Segment Start: Data extracts

//! Process-scoped LLM gateway.
//!
//! - Constructed once at startup, wrapped in `Arc`, shared by the HTTP layer.
//! - Caches HTTP clients: Ollama and OpenAI by model, Gemini by model for the
//!   configured key only. A per-request Gemini key gets a client that is
//!   dropped with the backend.
//! - Owns the cloud [`RateLimiter`] so every Gemini call in the process shares
//!   one sliding window.
//! - Backends are chosen explicitly by [`LlmProvider`]; nothing is probed at
//!   construction time.
//!
//! # Example
//! ```no_run
//! use std::sync::Arc;
//! use ai_llm_service::{backend::GenerateOptions, config::llm_provider::LlmProvider};
//! use ai_llm_service::gateway::{GatewayConfig, LlmGateway};
//!
//! # #[tokio::main]
//! # async fn main() -> Result<(), Box<dyn std::error::Error>> {
//! let gw = Arc::new(LlmGateway::new(GatewayConfig::from_env()?)?);
//! let backend = gw.backend(LlmProvider::Ollama, None, None).await?;
//! let text = backend.generate("Hello", &GenerateOptions::default()).await?;
//! println!("{text}");
//! # Ok(()) }
//! ```

use std::{collections::HashMap, sync::Arc, time::Duration};

use tokio::sync::RwLock;
use tracing::{info, warn};

use crate::{
    backend::{CloudBackend, LlmBackend},
    config::{
        default_config::{config_embedding, config_gemini, config_ollama_chat, config_openai_chat},
        llm_model_config::LlmModelConfig,
        llm_provider::LlmProvider,
    },
    error_handler::{AiLlmError, ConfigError, ProviderError, ProviderErrorKind, env_parse_or},
    health_service::{HealthService, HealthStatus},
    rate_limiter::{DEFAULT_MAX_REQUESTS, DEFAULT_WINDOW, RateLimiter},
    retry::RetryPolicy,
    services::{
        gemini_service::GeminiService, ollama_service::OllamaService,
        open_ai_service::OpenAiService,
    },
};

/// Everything the gateway needs, usually read from the environment.
#[derive(Debug, Clone)]
pub struct GatewayConfig {
    /// Local chat profile; its model is the fallback for unknown local models.
    pub local: LlmModelConfig,
    /// Gemini profile. The API key may be absent and supplied per request.
    pub cloud: LlmModelConfig,
    /// OpenAI profile, present only when an API key is configured.
    pub openai: Option<LlmModelConfig>,
    /// Embedding profile used for both ingestion and queries.
    pub embedding: LlmModelConfig,
    pub rate_limit_requests: usize,
    pub rate_limit_window: Duration,
    pub retry: RetryPolicy,
    pub health_timeout_secs: Option<u64>,
}

impl GatewayConfig {
    /// Reads all profiles from the environment.
    ///
    /// `GEMINI_RATE_LIMIT` and `GEMINI_RATE_WINDOW_SECS` tune the limiter.
    pub fn from_env() -> Result<Self, AiLlmError> {
        let openai = config_openai_chat()?;
        Ok(Self {
            local: config_ollama_chat()?,
            cloud: config_gemini()?,
            openai: openai.api_key.is_some().then_some(openai),
            embedding: config_embedding()?,
            rate_limit_requests: env_parse_or("GEMINI_RATE_LIMIT", DEFAULT_MAX_REQUESTS)?,
            rate_limit_window: Duration::from_secs(env_parse_or(
                "GEMINI_RATE_WINDOW_SECS",
                DEFAULT_WINDOW.as_secs(),
            )?),
            retry: RetryPolicy::default(),
            health_timeout_secs: Some(10),
        })
    }
}

/// Shared gateway to every configured model backend.
pub struct LlmGateway {
    cfg: GatewayConfig,

    ollama: RwLock<HashMap<String, Arc<OllamaService>>>,
    gemini: RwLock<HashMap<String, Arc<GeminiService>>>,
    openai: RwLock<HashMap<String, Arc<OpenAiService>>>,

    limiter: Arc<RateLimiter>,
    health: HealthService,
}

impl LlmGateway {
    /// # Errors
    /// [`AiLlmError::HttpTransport`] if the health client cannot be built.
    pub fn new(cfg: GatewayConfig) -> Result<Self, AiLlmError> {
        let limiter = Arc::new(RateLimiter::new(cfg.rate_limit_requests, cfg.rate_limit_window));
        let health = HealthService::new(cfg.health_timeout_secs)?;

        info!(
            local_model = %cfg.local.model,
            cloud_model = %cfg.cloud.model,
            cloud_key = cfg.cloud.api_key.is_some(),
            openai = cfg.openai.is_some(),
            embedding_provider = %cfg.embedding.provider,
            embedding_model = %cfg.embedding.model,
            rate_limit = limiter.max_requests(),
            rate_window_secs = limiter.window().as_secs(),
            "LlmGateway initialized"
        );

        Ok(Self {
            cfg,
            ollama: RwLock::new(HashMap::new()),
            gemini: RwLock::new(HashMap::new()),
            openai: RwLock::new(HashMap::new()),
            limiter,
            health,
        })
    }

    pub fn config(&self) -> &GatewayConfig {
        &self.cfg
    }

    /// Identifier of the embedding model, recorded in every collection manifest.
    pub fn embedding_model(&self) -> String {
        format!("{}:{}", self.cfg.embedding.provider, self.cfg.embedding.model)
    }

    pub fn default_local_model(&self) -> &str {
        &self.cfg.local.model
    }

    /// Returns a backend for `kind`.
    ///
    /// - `model` overrides the profile model (`None` keeps the default).
    /// - `api_key` overrides the configured Gemini key.
    ///
    /// # Errors
    /// - `MissingApiKey` for Gemini without any key
    /// - [`ConfigError::BackendNotConfigured`] for OpenAI without a key
    pub async fn backend(
        &self,
        kind: LlmProvider,
        model: Option<&str>,
        api_key: Option<&str>,
    ) -> Result<Arc<dyn LlmBackend>, AiLlmError> {
        let model = model.map(str::trim).filter(|m| !m.is_empty());
        match kind {
            LlmProvider::Ollama => {
                let svc = self.local_client(model.unwrap_or(&self.cfg.local.model)).await?;
                Ok(svc)
            }
            LlmProvider::Gemini => {
                let svc = self.gemini_client(model, api_key).await?;
                Ok(Arc::new(CloudBackend::new(
                    svc,
                    self.limiter.clone(),
                    self.cfg.retry,
                )))
            }
            LlmProvider::OpenAI => {
                let svc = self.openai_client(model).await?;
                Ok(svc)
            }
        }
    }

    /// Embeds a batch of texts with the embedding profile.
    pub async fn embed_batch(&self, inputs: &[String]) -> Result<Vec<Vec<f32>>, AiLlmError> {
        let emb = &self.cfg.embedding;
        match emb.provider {
            LlmProvider::Ollama => {
                let cli = self.cached_ollama(emb.clone()).await?;
                cli.embed_batch(inputs).await
            }
            LlmProvider::OpenAI => {
                let cli = self.cached_openai(emb.clone()).await?;
                cli.embed_batch(inputs).await
            }
            LlmProvider::Gemini => Err(ConfigError::UnsupportedProvider(
                "gemini embeddings".into(),
            )
            .into()),
        }
    }

    /// Models installed on the local Ollama instance.
    pub async fn list_local_models(&self) -> Result<Vec<String>, AiLlmError> {
        let cli = self.local_client(&self.cfg.local.model).await?;
        cli.list_models().await
    }

    /// Health snapshot for every distinct configured profile.
    pub async fn health_all(&self) -> Vec<HealthStatus> {
        let mut list = Vec::<LlmModelConfig>::with_capacity(4);
        list.push(self.cfg.local.clone());
        if self.cfg.cloud.api_key.is_some() {
            list.push(self.cfg.cloud.clone());
        }
        if let Some(openai) = &self.cfg.openai {
            list.push(openai.clone());
        }
        if !list.contains(&self.cfg.embedding) {
            list.push(self.cfg.embedding.clone());
        }
        self.health.check_many(&list).await
    }

    /// Shared limiter gating every Gemini attempt.
    pub fn rate_limiter(&self) -> &Arc<RateLimiter> {
        &self.limiter
    }

    /* --------------------- Internals --------------------- */

    /// Local client for `model`, falling back to the default local model when
    /// a client for `model` cannot be built.
    async fn local_client(&self, model: &str) -> Result<Arc<OllamaService>, AiLlmError> {
        match self.cached_ollama(self.cfg.local.with_model(model)).await {
            Ok(cli) => Ok(cli),
            Err(e) if model != self.cfg.local.model => {
                warn!(
                    requested = model,
                    fallback = %self.cfg.local.model,
                    error = %e,
                    "local model unavailable, using default"
                );
                self.cached_ollama(self.cfg.local.clone()).await
            }
            Err(e) => Err(e),
        }
    }

    async fn cached_ollama(&self, cfg: LlmModelConfig) -> Result<Arc<OllamaService>, AiLlmError> {
        let key = format!("{}|{}", cfg.base_url(), cfg.model);
        if let Some(cli) = self.ollama.read().await.get(&key).cloned() {
            return Ok(cli);
        }
        let mut w = self.ollama.write().await;
        if let Some(cli) = w.get(&key).cloned() {
            return Ok(cli);
        }
        let cli = Arc::new(OllamaService::new(cfg)?);
        w.insert(key, cli.clone());
        Ok(cli)
    }

    async fn gemini_client(
        &self,
        model: Option<&str>,
        api_key: Option<&str>,
    ) -> Result<Arc<GeminiService>, AiLlmError> {
        let mut cfg = match model {
            Some(m) => self.cfg.cloud.with_model(m),
            None => self.cfg.cloud.clone(),
        };
        let request_key = api_key
            .map(str::trim)
            .filter(|k| !k.is_empty())
            .filter(|k| self.cfg.cloud.api_key.as_deref() != Some(*k));
        if let Some(k) = request_key {
            cfg.api_key = Some(k.to_string());
            return Ok(Arc::new(GeminiService::new(cfg)?));
        }
        if cfg.api_key.is_none() {
            return Err(ProviderError::new(LlmProvider::Gemini, ProviderErrorKind::MissingApiKey).into());
        }

        if let Some(cli) = self.gemini.read().await.get(&cfg.model).cloned() {
            return Ok(cli);
        }
        let mut w = self.gemini.write().await;
        if let Some(cli) = w.get(&cfg.model).cloned() {
            return Ok(cli);
        }
        let model = cfg.model.clone();
        let cli = Arc::new(GeminiService::new(cfg)?);
        w.insert(model, cli.clone());
        Ok(cli)
    }

    async fn openai_client(&self, model: Option<&str>) -> Result<Arc<OpenAiService>, AiLlmError> {
        let base = self
            .cfg
            .openai
            .as_ref()
            .ok_or(ConfigError::BackendNotConfigured(LlmProvider::OpenAI))?;
        let cfg = match model {
            Some(m) => base.with_model(m),
            None => base.clone(),
        };
        self.cached_openai(cfg).await
    }

    async fn cached_openai(&self, cfg: LlmModelConfig) -> Result<Arc<OpenAiService>, AiLlmError> {
        let key = format!("{}|{}", cfg.base_url(), cfg.model);
        if let Some(cli) = self.openai.read().await.get(&key).cloned() {
            return Ok(cli);
        }
        let mut w = self.openai.write().await;
        if let Some(cli) = w.get(&key).cloned() {
            return Ok(cli);
        }
        let cli = Arc::new(OpenAiService::new(cfg)?);
        w.insert(key, cli.clone());
        Ok(cli)
    }
}

#[cfg(test)]
mod tests {
    use super::*;

    fn model_cfg(provider: LlmProvider, model: &str, endpoint: &str) -> LlmModelConfig {
        LlmModelConfig {
            provider,
            model: model.into(),
            endpoint: endpoint.into(),
            api_key: None,
            max_tokens: None,
            temperature: Some(0.7),
            top_p: None,
            timeout_secs: Some(5),
        }
    }

    fn gateway() -> LlmGateway {
        LlmGateway::new(GatewayConfig {
            local: model_cfg(LlmProvider::Ollama, "llama3", "http://localhost:11434"),
            cloud: model_cfg(
                LlmProvider::Gemini,
                "gemini-pro",
                "https://generativelanguage.googleapis.com/v1beta",
            ),
            openai: None,
            embedding: model_cfg(LlmProvider::Ollama, "all-minilm", "http://localhost:11434"),
            rate_limit_requests: 14,
            rate_limit_window: Duration::from_secs(60),
            retry: RetryPolicy::default(),
            health_timeout_secs: Some(1),
        })
        .unwrap()
    }

    #[tokio::test]
    async fn local_backend_uses_default_model_when_none_requested() {
        let gw = gateway();
        let b = gw.backend(LlmProvider::Ollama, None, None).await.unwrap();
        assert_eq!(b.kind(), LlmProvider::Ollama);
        assert_eq!(b.model(), "llama3");
    }

    #[tokio::test]
    async fn local_clients_are_cached_per_model() {
        let gw = gateway();
        gw.backend(LlmProvider::Ollama, Some("mistral"), None).await.unwrap();
        gw.backend(LlmProvider::Ollama, Some("mistral"), None).await.unwrap();
        gw.backend(LlmProvider::Ollama, None, None).await.unwrap();
        assert_eq!(gw.ollama.read().await.len(), 2);
    }

    #[tokio::test]
    async fn gemini_without_any_key_is_rejected() {
        let gw = gateway();
        let err = gw.backend(LlmProvider::Gemini, None, None).await.err().unwrap();
        assert!(matches!(
            err.provider_kind(),
            Some(ProviderErrorKind::MissingApiKey)
        ));
    }

    #[tokio::test]
    async fn gemini_with_request_key_is_built() {
        let gw = gateway();
        let b = gw.backend(LlmProvider::Gemini, None, Some("key-1")).await.unwrap();
        assert_eq!(b.kind(), LlmProvider::Gemini);
        assert_eq!(b.model(), "gemini-pro");

        gw.backend(LlmProvider::Gemini, None, Some("key-2")).await.unwrap();
        assert!(gw.gemini.read().await.is_empty());
    }

    #[tokio::test]
    async fn only_the_configured_gemini_key_is_cached() {
        let mut cfg = gateway().cfg;
        cfg.cloud.api_key = Some("server-key".into());
        let gw = LlmGateway::new(cfg).unwrap();

        gw.backend(LlmProvider::Gemini, None, None).await.unwrap();
        gw.backend(LlmProvider::Gemini, None, Some("server-key")).await.unwrap();
        gw.backend(LlmProvider::Gemini, None, Some("caller-key")).await.unwrap();

        let cache = gw.gemini.read().await;
        assert_eq!(cache.len(), 1);
        assert_eq!(cache["gemini-pro"].config().api_key.as_deref(), Some("server-key"));
    }

    #[tokio::test]
    async fn openai_without_config_is_not_configured() {
        let gw = gateway();
        let err = gw.backend(LlmProvider::OpenAI, None, None).await.err().unwrap();
        assert!(matches!(
            err,
            AiLlmError::Config(ConfigError::BackendNotConfigured(LlmProvider::OpenAI))
        ));
    }

    #[test]
    fn embedding_model_id_names_provider_and_model() {
        assert_eq!(gateway().embedding_model(), "ollama:all-minilm");
    }
}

Segment End: Data extracts

What this task involves: What is the number of lines in the data holding the word "push"? Reply with that number only.

Your solution: 4